At the top of all websites are the two tabloids of the country (week 1/2017). Both tabloids, Ilta-Sanomat by Sanoma Corporation and Iltalehti by Alma Media, have lost print circulation during the past five years. Between 2010 and 2014, Ilta-Sanomat lost more than 40,000 copies or 27 percent and Iltalehti 36,000 copies or 34 percent of their circulation. The tabloids remained at the top of all websites, including chat sites, discussion portals and other social networks. Ilta-Sanomat has 2.1 million unique weekly visitors and Iltalehti 1.9 million visitors. One reason for the popularity of online tabloids is the wide range of free content available in comparison with the stricter paywalls of other newspapers.

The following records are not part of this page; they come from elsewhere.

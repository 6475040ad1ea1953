//! Classified upstream failures.

use thiserror::Error;

/// Failure of a call to a dependency.
///
/// `Client` is a caller-side fault and is never retried. `Server` is a
/// dependency-side fault (5xx, transport, undecodable payload) and is retried
/// under the configured policy.
#[derive(Debug, Clone, PartialEq, Eq, Error)]
pub enum UpstreamError {
    #[error("{message}")]
    Client { message: String, status: u16 },

    #[error("{message}")]
    Server { message: String },
}

impl UpstreamError {
    pub fn is_retryable(&self) -> bool {
        matches!(self, UpstreamError::Server { .. })
    }

    pub fn is_client(&self) -> bool {
        matches!(self, UpstreamError::Client { .. })
    }

    pub fn message(&self) -> &str {
        match self {
            UpstreamError::Client { message, .. } | UpstreamError::Server { message } => message,
        }
    }

    /// Status code reported by the dependency, kept for client errors only.
    pub fn status(&self) -> Option<u16> {
        match self {
            UpstreamError::Client { status, .. } => Some(*status),
            UpstreamError::Server { .. } => None,
        }
    }

    /// Metrics label for this failure kind.
    pub fn kind(&self) -> &'static str {
        match self {
            UpstreamError::Client { .. } => "client_error",
            UpstreamError::Server { .. } => "server_error",
        }
    }
}

/// Result of one call to a dependency.
pub type UpstreamOutcome<T> = Result<T, UpstreamError>;
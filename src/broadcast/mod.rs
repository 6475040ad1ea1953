//! Live broadcast subsystem.
//!
//! # Data Flow
//! ```text
//! POST handler → store.save() → channel.publish(saved)
//!                                   │
//!         ┌─────────────────────────┼─────────────────────────┐
//!         ▼                         ▼                         ▼
//!    [Subscriber]              [Subscriber]              [Subscriber]
//!    replay latest, then live publishes, as NDJSON over HTTP
//! ```
//!
//! The channel is constructed at startup and shared through application
//! state; there is no global instance.

pub mod channel;

pub use channel::BroadcastChannel;
//! Backoff delays with jitter.

use std::time::Duration;

use rand::Rng;

use crate::config::BackoffKind;

/// Delay schedule between retry attempts.
#[derive(Debug, Clone, Copy, PartialEq, Eq)]
pub enum Backoff {
    /// Same delay before every retry.
    Fixed(Duration),
    /// `base * 2^(retry - 1)`, capped at `max`.
    Exponential { base: Duration, max: Duration },
}

impl Backoff {
    /// Build a schedule from its configured parts.
    pub fn from_config(kind: BackoffKind, base_ms: u64, max_ms: u64) -> Self {
        match kind {
            BackoffKind::Fixed => Backoff::Fixed(Duration::from_millis(base_ms)),
            BackoffKind::Exponential => Backoff::Exponential {
                base: Duration::from_millis(base_ms),
                max: Duration::from_millis(max_ms),
            },
        }
    }

    /// Delay to wait after the given failed attempt (1-based).
    pub fn delay(&self, attempt: u32) -> Duration {
        match *self {
            Backoff::Fixed(delay) => delay,
            Backoff::Exponential { base, max } => {
                calculate_backoff(attempt, base.as_millis() as u64, max.as_millis() as u64)
            }
        }
    }
}

/// Calculate exponential backoff delay with jitter.
pub fn calculate_backoff(attempt: u32, base_ms: u64, max_ms: u64) -> Duration {
    if attempt == 0 {
        return Duration::from_millis(0);
    }

    let exponential_base = 2u64.saturating_pow(attempt - 1);
    let delay_ms = base_ms.saturating_mul(exponential_base);
    let capped_delay = delay_ms.min(max_ms);

    // Jitter: 0 to 10% of the delay
    let jitter_range = capped_delay / 10;
    let jitter = if jitter_range > 0 {
        rand::thread_rng().gen_range(0..jitter_range)
    } else {
        0
    };

    Duration::from_millis(capped_delay + jitter)
}

#[cfg(test)]
mod tests {
    use super::*;

    #[test]
    fn test_backoff_calculation() {
        let b1 = calculate_backoff(1, 100, 2000);
        assert!(b1.as_millis() >= 100 && b1.as_millis() < 110);

        let b2 = calculate_backoff(2, 100, 2000);
        assert!(b2.as_millis() >= 200);

        let max = calculate_backoff(10, 100, 1000);
        assert!(max.as_millis() >= 1000 && max.as_millis() < 1100);
    }

    #[test]
    fn test_fixed_backoff_is_constant() {
        let backoff = Backoff::from_config(BackoffKind::Fixed, 250, 2000);
        assert_eq!(backoff.delay(1), Duration::from_millis(250));
        assert_eq!(backoff.delay(5), Duration::from_millis(250));
    }

    #[test]
    fn test_exponential_backoff_grows() {
        let backoff = Backoff::from_config(BackoffKind::Exponential, 100, 10_000);
        assert!(backoff.delay(3) > backoff.delay(1));
    }
}
//! Resilience subsystem.
//!
//! # Data Flow
//! ```text
//! Call to a dependency:
//!     → upstream client (request timeout from config)
//!     → On failure: retries.rs (check if retryable, retry with backoff)
//!     → backoff.rs (fixed or exponential delay with jitter)
//! ```
//!
//! # Design Decisions
//! - Every external call has a deadline
//! - Only dependency-side faults are retried; 4xx never is
//! - The retry loop is independent of how the call reports failure

pub mod backoff;
pub mod retries;

pub use backoff::Backoff;
pub use retries::{retry, RetryPolicy};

The third most popular website is that of Yle, the public service broadcasting company, with 1.8 million weekly visitors. The fourth is the largest Nordic daily, Helsingin Sanomat by Sanoma Corporation, with 1.5 million visitors. The fifth is the oldest commercial TV company MTV, owned by Bonnier group Sweden, with 1.4 million visitors. The sixth most popular media website is Taloussanomat (Economy News) by Sanoma Corporation with 884,000 weekly visitors. at the beginning of 2008, Taloussanomat moved from print and online to online only. The seventh is another business-focused newspaper, Kauppalehti by Alma Media, a rival to Taloussanomat, with 645,000 weekly visitors. The circulation of the 5-day print version was 47,732 copies and the total circulation was 101,067 copies, comprising print and digital editions. The share of the digital version is the highest among the Finnish newspapers.

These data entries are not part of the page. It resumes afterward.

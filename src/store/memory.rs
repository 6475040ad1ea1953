//! In-memory document store.

use std::sync::atomic::{AtomicU64, Ordering};
use std::sync::Arc;

use dashmap::DashMap;
use uuid::Uuid;

use crate::store::{Document, Repository, StoreResult};

/// A thread-safe map of id → record.
///
/// `find_all` returns records in insertion order so listings are stable.
#[derive(Clone)]
pub struct InMemoryRepository<T> {
    inner: Arc<DashMap<String, (u64, T)>>,
    sequence: Arc<AtomicU64>,
}

impl<T> InMemoryRepository<T> {
    pub fn new() -> Self {
        Self {
            inner: Arc::new(DashMap::new()),
            sequence: Arc::new(AtomicU64::new(0)),
        }
    }

    pub fn count(&self) -> usize {
        self.inner.len()
    }
}

impl<T> Default for InMemoryRepository<T> {
    fn default() -> Self {
        Self::new()
    }
}

impl<T: Document> InMemoryRepository<T> {
    fn sorted(&self, predicate: impl Fn(&T) -> bool) -> Vec<T> {
        let mut records: Vec<(u64, T)> = self
            .inner
            .iter()
            .filter(|r| predicate(&r.value().1))
            .map(|r| r.value().clone())
            .collect();
        records.sort_by_key(|(seq, _)| *seq);
        records.into_iter().map(|(_, record)| record).collect()
    }
}

impl<T: Document> Repository<T> for InMemoryRepository<T> {
    fn save(&self, mut record: T) -> StoreResult<T> {
        let id = match record.id() {
            Some(id) => id.to_string(),
            None => {
                let id = Uuid::new_v4().to_string();
                record.set_id(id.clone());
                id
            }
        };

        // Replacing keeps the original position.
        let seq = match self.inner.get(&id) {
            Some(existing) => existing.0,
            None => self.sequence.fetch_add(1, Ordering::Relaxed),
        };
        self.inner.insert(id, (seq, record.clone()));
        Ok(record)
    }

    fn find_by_id(&self, id: &str) -> StoreResult<Option<T>> {
        Ok(self.inner.get(id).map(|r| r.value().1.clone()))
    }

    fn find_all(&self) -> StoreResult<Vec<T>> {
        Ok(self.sorted(|_| true))
    }

    fn find_by(&self, predicate: &(dyn Fn(&T) -> bool + Sync)) -> StoreResult<Vec<T>> {
        Ok(self.sorted(predicate))
    }

    fn delete_by_id(&self, id: &str) -> StoreResult<bool> {
        Ok(self.inner.remove(id).is_some())
    }
}

#[cfg(test)]
mod tests {
    use super::*;
    use crate::domain::{MovieInfo, Review};

    #[test]
    fn test_save_assigns_id_and_keeps_given_ones() {
        let repo = InMemoryRepository::new();
        let saved = repo.save(MovieInfo::new("Batman Begins", 2005)).unwrap();
        assert!(saved.movie_info_id.is_some());

        let mut explicit = MovieInfo::new("Dark Knight Rises", 2012);
        explicit.movie_info_id = Some("abc".to_string());
        let saved = repo.save(explicit).unwrap();
        assert_eq!(saved.movie_info_id.as_deref(), Some("abc"));
        assert_eq!(repo.find_by_id("abc").unwrap().unwrap().name, "Dark Knight Rises");
        assert_eq!(repo.count(), 2);
    }

    #[test]
    fn test_find_all_in_insertion_order() {
        let repo = InMemoryRepository::new();
        for name in ["Batman Begins", "The Dark Knight", "Dark Knight Rises"] {
            repo.save(MovieInfo::new(name, 2005)).unwrap();
        }
        let names: Vec<String> = repo.find_all().unwrap().into_iter().map(|m| m.name).collect();
        assert_eq!(names, ["Batman Begins", "The Dark Knight", "Dark Knight Rises"]);
    }

    #[test]
    fn test_find_by_field_and_delete() {
        let repo = InMemoryRepository::new();
        repo.save(Review::new("1", "Awesome Movie", 9.0)).unwrap();
        repo.save(Review::new("1", "Awesome Movie1", 9.0)).unwrap();
        let other = repo.save(Review::new("2", "Excellent Movie", 8.0)).unwrap();

        let for_one = repo.find_by(&|r: &Review| r.movie_info_id == "1").unwrap();
        assert_eq!(for_one.len(), 2);

        let id = other.review_id.unwrap();
        assert!(repo.delete_by_id(&id).unwrap());
        assert!(!repo.delete_by_id(&id).unwrap());
        assert!(repo.find_by_id(&id).unwrap().is_none());
    }
}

The eight is the biggest regional newspaper, seven-day daily Aamulehti with 466,000 weekly visitors. The ninth most popular media website is the second largest private commercial TV company Nelonen Media by Sanoma Media group with 427,000 visitors a week. The 10th most popular media website is Uusi Suomi by Alma Media with 324,000 visitors, which the first Finnish newspaper available only online, first published in the autumn of 2007. From March 2015 also English-language newspaper Helsinki Times has been an only-online publication which is delivered as a separate section of the UusiSuomi.fi online publication. Between 2007 and 2015, it was a weekly print newspaper. The daily TV bulletins in English language of the Finnish Broadcasting Company will be discontinued at the beginning of March, 2017. Yle focuses on reaching audiences online by Yle News and YLE News in text-TV from page 190 onwards.
Most recent newcomers among the new media are pay-per-view online TV sites, such as those of the two tabloid newspapers: Ilta-Sanomat has ISTV and Iltalehti has IL-TV, both serving live sports programs. Newspapers are helping print subscribers to transition into digital services not by ceasing the print subscription, but by offering bundled subscriptions of print and online editions at only a marginally higher price than that of the print subscription.